The book is copyrighted 1957, although it would be 1966 before a hardback edition appeared in the UK. Its publication followed by a protracted Old Bailey obscenity trial (November 1967). The verdict initially went against the book, only to be reversed by a subsequent appeal (July 1968). The later Corgi paperback edition is prefaced by Anthony Burgess who enthuses over its worth, while documenting this eccentric legal history. Selby’s words – he infers, are compulsive, singing with the well-observed beat of Brooklyn street-rap – words that cannon and telescope into each other reading phonetically with little regard to punctuation. It should be read in that same easy conversational manner, without stopping to analyse particularly obtuse conglomerations of consonants and nouns, the chances are it will sound right. Passages of conversation are not mapped by quote marks or acknowledgements – the reader works out who said what from context. Further amusing confusion arises from Selby’s insistence on referring to gays by their chosen, rather than their biological gender, leading to paradoxical statements such as ‘her cock’ (but then again, perhaps it’s saying hang-ups about sexual identity are merely symptoms of macro-social orthodoxy?).

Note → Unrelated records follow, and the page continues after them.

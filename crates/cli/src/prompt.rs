//! Line-oriented prompts over any reader/writer pair.

use std::io::{BufRead, Write};
use std::str::FromStr;

use thiserror::Error;

use stockroom_core::InventoryError;

/// Why a menu action did not complete.
#[derive(Debug, Error)]
pub enum CommandError {
    /// The inventory rejected the operation.
    #[error(transparent)]
    Inventory(#[from] InventoryError),

    /// The user typed something that could not be parsed.
    #[error("invalid input: {0}")]
    Input(String),

    /// Input ended while a prompt was waiting.
    #[error("end of input")]
    EndOfInput,

    /// The terminal itself failed.
    #[error("terminal I/O failed: {0}")]
    Io(#[from] std::io::Error),
}

pub struct Prompter<R, W> {
    input: R,
    output: W,
}

impl<R: BufRead, W: Write> Prompter<R, W> {
    pub fn new(input: R, output: W) -> Self {
        Self { input, output }
    }

    pub fn output(&mut self) -> &mut W {
        &mut self.output
    }

    pub fn into_output(self) -> W {
        self.output
    }

    /// Print `label` and read one line, without its line ending.
    pub fn ask(&mut self, label: &str) -> Result<String, CommandError> {
        write!(self.output, "{label}: ")?;
        self.output.flush()?;

        let mut line = String::new();
        if self.input.read_line(&mut line)? == 0 {
            return Err(CommandError::EndOfInput);
        }
        Ok(line.trim_end_matches(['\r', '\n']).to_string())
    }

    /// Ask and parse the answer; `expected` describes a valid answer in errors.
    pub fn ask_parsed<T: FromStr>(&mut self, label: &str, expected: &str) -> Result<T, CommandError> {
        let raw = self.ask(label)?;
        raw.trim()
            .parse()
            .map_err(|_| CommandError::Input(format!("expected {expected}, got {raw:?}")))
    }
}
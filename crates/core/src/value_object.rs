//! Value object trait: equality by value, not identity.
//!
//! Value objects have no identity. They are defined entirely by their attribute
//! values, so two value objects with the same values are equal.

use crate::error::InventoryError;

/// Marker trait for value objects.
///
/// Value objects are immutable and compared by value. To "modify" one, build a
/// new one.
pub trait ValueObject: Clone + PartialEq + core::fmt::Debug {}

/// Non-negative monetary amount, held in the smallest currency unit (cents).
///
/// Single currency only. Unit prices never exceed [`Money::MAX_CENTS`]; the
/// wider backing integer holds `price * quantity` for any `u64` quantity.
#[derive(Debug, Copy, Clone, Default, PartialEq, Eq, PartialOrd, Ord, Hash)]
pub struct Money {
    cents: u128,
}

impl ValueObject for Money {}

impl Money {
    pub const ZERO: Money = Money { cents: 0 };

    /// Largest amount accepted from a decimal value (10 billion in major units).
    ///
    /// Below this bound every cent value survives a trip through `f64` exactly.
    pub const MAX_CENTS: u64 = 1_000_000_000_000;

    pub fn from_cents(cents: u64) -> Self {
        Self {
            cents: u128::from(cents),
        }
    }

    /// Build from a decimal amount in major units (e.g. `19.99`).
    ///
    /// Rejects negative, non-finite, oversized values and values finer than a cent.
    pub fn from_major(amount: f64) -> Result<Self, InventoryError> {
        if !amount.is_finite() {
            return Err(InventoryError::invalid_data("price must be a finite number"));
        }
        if amount < 0.0 {
            return Err(InventoryError::invalid_data(format!(
                "price cannot be negative (got {amount})"
            )));
        }

        let scaled = amount * 100.0;
        let rounded = scaled.round();
        if rounded > Self::MAX_CENTS as f64 {
            return Err(InventoryError::invalid_data(format!(
                "price is too large (got {amount})"
            )));
        }
        // Exact cent values land within a few ulps of an integer once scaled.
        if (scaled - rounded).abs() > scaled.max(1.0) * f64::EPSILON * 4.0 {
            return Err(InventoryError::invalid_data(format!(
                "price cannot have more than two decimal places (got {amount})"
            )));
        }

        Ok(Self {
            cents: rounded as u128,
        })
    }

    pub fn cents(&self) -> u128 {
        self.cents
    }

    /// Amount in major units, as written to inventory files.
    pub fn to_major(&self) -> f64 {
        self.cents as f64 / 100.0
    }

    /// Value of `quantity` units at this unit price.
    ///
    /// Exact whenever `self` came from a `u64` cent amount.
    pub fn times(&self, quantity: u64) -> Money {
        Money {
            cents: self.cents.saturating_mul(u128::from(quantity)),
        }
    }
}

/// Saturating; unreachable below ten million entries at maximum price and stock.
impl core::ops::Add for Money {
    type Output = Money;

    fn add(self, rhs: Money) -> Money {
        Money {
            cents: self.cents.saturating_add(rhs.cents),
        }
    }
}

impl core::iter::Sum for Money {
    fn sum<I: Iterator<Item = Money>>(iter: I) -> Money {
        iter.fold(Money::ZERO, |acc, m| acc + m)
    }
}

impl core::fmt::Display for Money {
    fn fmt(&self, f: &mut core::fmt::Formatter<'_>) -> core::fmt::Result {
        write!(f, "${}.{:02}", self.cents / 100, self.cents % 100)
    }
}
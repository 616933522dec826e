//! Inventory store.
//!
//! The in-memory collection of products, its invariant-preserving operations,
//! and its JSON file persistence.

pub mod persistence;
pub mod store;

pub use persistence::DEFAULT_DATA_FILE;
pub use store::Inventory;
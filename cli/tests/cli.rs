use std::path::{Path, PathBuf};
use std::process::{Command, Output};

use pretty_assertions::assert_eq;

fn dedlee(args: &[&str]) -> Output {
    Command::new(env!("CARGO_BIN_EXE_dedlee"))
        .args(args)
        .arg("--no-color")
        .env_remove("RUST_LOG")
        .output()
        .expect("failed to run dedlee")
}

fn stories() -> PathBuf {
    Path::new(env!("CARGO_MANIFEST_DIR")).join("tests/stories")
}

fn write(dir: &Path, name: &str, content: &str) -> PathBuf {
    let path = dir.join(name);
    std::fs::write(&path, content).expect("failed to write file");
    path
}

#[test]
fn fixture_suite_passes() {
    let output = dedlee(&["test", stories().to_str().unwrap()]);
    let stderr = String::from_utf8_lossy(&output.stderr);
    assert!(output.status.success(), "{stderr}");
    assert!(stderr.contains("test result: ok."), "{stderr}");
}

#[test]
fn single_category() {
    let output = dedlee(&["test", stories().to_str().unwrap(), "-c", "links"]);
    let stderr = String::from_utf8_lossy(&output.stderr);
    assert!(output.status.success(), "{stderr}");
    assert!(stderr.contains("test result: ok. 3 passed"), "{stderr}");
}

#[test]
fn failing_fixture_sets_exit_code() {
    let dir = tempfile::tempdir().expect("failed to create temp dir");
    let fixture = write(
        dir.path(),
        "wrong.test.dl",
        "---\nexpect_output = \"<title>Nope</title>\"\n---\nTitle\n",
    );
    let output = dedlee(&["test", fixture.to_str().unwrap()]);
    let stderr = String::from_utf8_lossy(&output.stderr);
    assert_eq!(output.status.code(), Some(1));
    assert!(stderr.contains("output mismatch"), "{stderr}");
}

#[test]
fn compile_prints_markup() {
    let dir = tempfile::tempdir().expect("failed to create temp dir");
    let story = write(
        dir.path(),
        "story.dl",
        "Links\np.a\n    [[b]]Go to B[[]]\np.b\n    The end\n",
    );
    let output = dedlee(&["compile", story.to_str().unwrap()]);
    assert!(output.status.success());
    assert_eq!(
        String::from_utf8_lossy(&output.stdout),
        "<title>Links</title>\n\
         <page id=\"a\">\n\
         \x20   <turn to=\"b\">Go to B</turn>\n\
         </page>\n\
         <page id=\"b\">\n\
         \x20   The end\n\
         </page>\n"
    );
}

#[test]
fn bare_file_argument_means_compile() {
    let dir = tempfile::tempdir().expect("failed to create temp dir");
    let story = write(dir.path(), "story.dl", "Short\n");
    let output = dedlee(&[story.to_str().unwrap()]);
    assert!(output.status.success());
    assert_eq!(String::from_utf8_lossy(&output.stdout), "<title>Short</title>\n");
}

#[test]
fn sibling_config_and_flag_overrides() {
    let dir = tempfile::tempdir().expect("failed to create temp dir");
    write(dir.path(), "dedlee.toml", "character-close = \"character\"\n");
    let story = write(dir.path(), "story.dl", "T\nc.bob\np.x\n    [[y]]go[[]]\n");

    let output = dedlee(&["compile", story.to_str().unwrap(), "--no-links"]);
    let stdout = String::from_utf8_lossy(&output.stdout);
    assert!(stdout.contains("<character id=\"bob\">\n</character>\n"), "{stdout}");
    assert!(stdout.contains("    [[y]]go[[]]\n"), "{stdout}");

    let output = dedlee(&[
        "compile",
        story.to_str().unwrap(),
        "--character-close",
        "obj",
    ]);
    let stdout = String::from_utf8_lossy(&output.stdout);
    assert!(stdout.contains("<character id=\"bob\">\n</obj>\n"), "{stdout}");
}

#[test]
fn output_file() {
    let dir = tempfile::tempdir().expect("failed to create temp dir");
    let story = write(dir.path(), "story.dl", "T\npg.note\n    hi\n");
    let target = dir.path().join("story.html");
    let output = dedlee(&[
        "compile",
        story.to_str().unwrap(),
        "-o",
        target.to_str().unwrap(),
    ]);
    assert!(output.status.success());
    assert!(output.stdout.is_empty());
    assert_eq!(
        std::fs::read_to_string(&target).unwrap(),
        "<title>T</title>\n<paragraph id=\"note\">\n    hi\n</paragraph>\n"
    );
}

#[test]
fn outline_lists_elements() {
    let dir = tempfile::tempdir().expect("failed to create temp dir");
    let story = write(
        dir.path(),
        "story.dl",
        "T\np.start (first)\n    o.lamp \"Lamp\"\n        \"Use\"\n",
    );
    let output = dedlee(&["compile", story.to_str().unwrap(), "--outline"]);
    assert_eq!(
        String::from_utf8_lossy(&output.stdout),
        "page start (first)\n  obj lamp \"Lamp\"\n    action Use\n"
    );
}

#[test]
fn empty_source_reports_diagnostic() {
    let dir = tempfile::tempdir().expect("failed to create temp dir");
    let story = write(dir.path(), "story.dl", "# only a comment\n");
    let output = dedlee(&["compile", story.to_str().unwrap()]);
    let stderr = String::from_utf8_lossy(&output.stderr);
    assert_eq!(output.status.code(), Some(1));
    assert!(stderr.contains("source is empty"), "{stderr}");
}

#[test]
fn check_reports_warnings_and_succeeds() {
    let dir = tempfile::tempdir().expect("failed to create temp dir");
    let story = write(dir.path(), "story.dl", "T\no.lamp \"Brass\n");
    let output = dedlee(&["compile", story.to_str().unwrap(), "--check"]);
    let stderr = String::from_utf8_lossy(&output.stderr);
    assert!(output.status.success(), "{stderr}");
    assert!(stderr.contains("warning"), "{stderr}");
    assert!(stderr.contains("parsed successfully"), "{stderr}");
    assert!(output.stdout.is_empty());
}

Anyway, Selby’s skill makes it work, and the prose power is undeniable. He, after all, is part of the world he describes. His morphine addiction may have been acquired as a result of painkillers administered during a three-and-a-half year hospitalisation for tuberculosis, but it leads him to a prison spell. And it’s only later – in 1969, following the benefits – and problems of literary celebrity, that he’s able to quit both drugs and booze, although he continues to smoke compulsively until a month before he dies from ‘a chronic obstructive pulmonary disease’.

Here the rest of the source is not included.